As a precious metal, gold commands a high price. Methods for testing gold purity vary in accuracy, cost, and convenience. They include fire assay, ICP spectrometry, XRF, touchstone and acid testing.
Fire Assay
A fire assay consists of taking a scraping of the ring, weighing it, purifying it with heat and acid, and reweighing what is left, which should be pure gold. The fire assay is the most accurate test of how much of the ring is gold.
ICP
Inductively coupled plasma spectrometry is the second most accurate test, but it's too expensive to be practical. It measures the concentration of gold dissolved in an acid solution and requires other gold samples for comparison.
XRF
X-ray fluorescence, a quick and nondestructive method that analyzes the intensity of X-rays emitted by gold, loses accuracy when testing non-flat, chemically treated or gold electroplated surfaces, which distort and scatter the X-rays.
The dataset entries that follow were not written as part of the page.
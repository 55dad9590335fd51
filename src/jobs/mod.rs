//! Delivery jobs and the bookkeeping around them
//!
//! The decision engine reads jobs through [`JobView`] and never mutates
//! them. Accepting, picking up and delivering are the caller's business.

pub mod board;
pub mod inventory;
pub mod job;

pub use board::JobBoard;
pub use inventory::Inventory;
pub use job::Job;

/// Read-only view over a courier's jobs and the jobs on offer
pub trait JobView {
    /// Jobs the courier has accepted, picked up or not
    fn accepted_jobs(&self) -> &[Job];

    /// Jobs the world currently offers
    fn offered_jobs(&self) -> &[Job] {
        &[]
    }

    /// Accepted jobs already picked up
    fn picked_jobs(&self) -> Vec<&Job> {
        self.accepted_jobs()
            .iter()
            .filter(|job| job.is_picked_up())
            .collect()
    }

    /// Accepted jobs still waiting at their pickup tile
    fn pending_pickups(&self) -> Vec<&Job> {
        self.accepted_jobs()
            .iter()
            .filter(|job| !job.is_picked_up())
            .collect()
    }

    fn has_active_jobs(&self) -> bool {
        !self.accepted_jobs().is_empty()
    }
}

impl JobView for [Job] {
    fn accepted_jobs(&self) -> &[Job] {
        self
    }
}

impl JobView for Vec<Job> {
    fn accepted_jobs(&self) -> &[Job] {
        self
    }
}

/// A courier's inventory paired with the public job board
#[derive(Debug, Clone, Copy)]
pub struct JobLedger<'a> {
    pub inventory: &'a Inventory,
    pub board: &'a JobBoard,
}

impl<'a> JobLedger<'a> {
    pub fn new(inventory: &'a Inventory, board: &'a JobBoard) -> Self {
        Self { inventory, board }
    }
}

impl JobView for JobLedger<'_> {
    fn accepted_jobs(&self) -> &[Job] {
        self.inventory.jobs()
    }

    fn offered_jobs(&self) -> &[Job] {
        self.board.visible()
    }
}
XRF takes only several minutes, which has led to its popularity as a gold assay.
Touchstone Testing
Testing gold with a touchstone or sheet of ground black glass is an ancient but less-accurate method. The tester scrapes the ring on the stone and compares the color of the streak to streaks of known alloys.
Acid Test Kits
Testing with acid solutions, a simple but also less-accurate method, consists of scraping the ring and applying acids of different solutions that identify carat strength by a color reaction.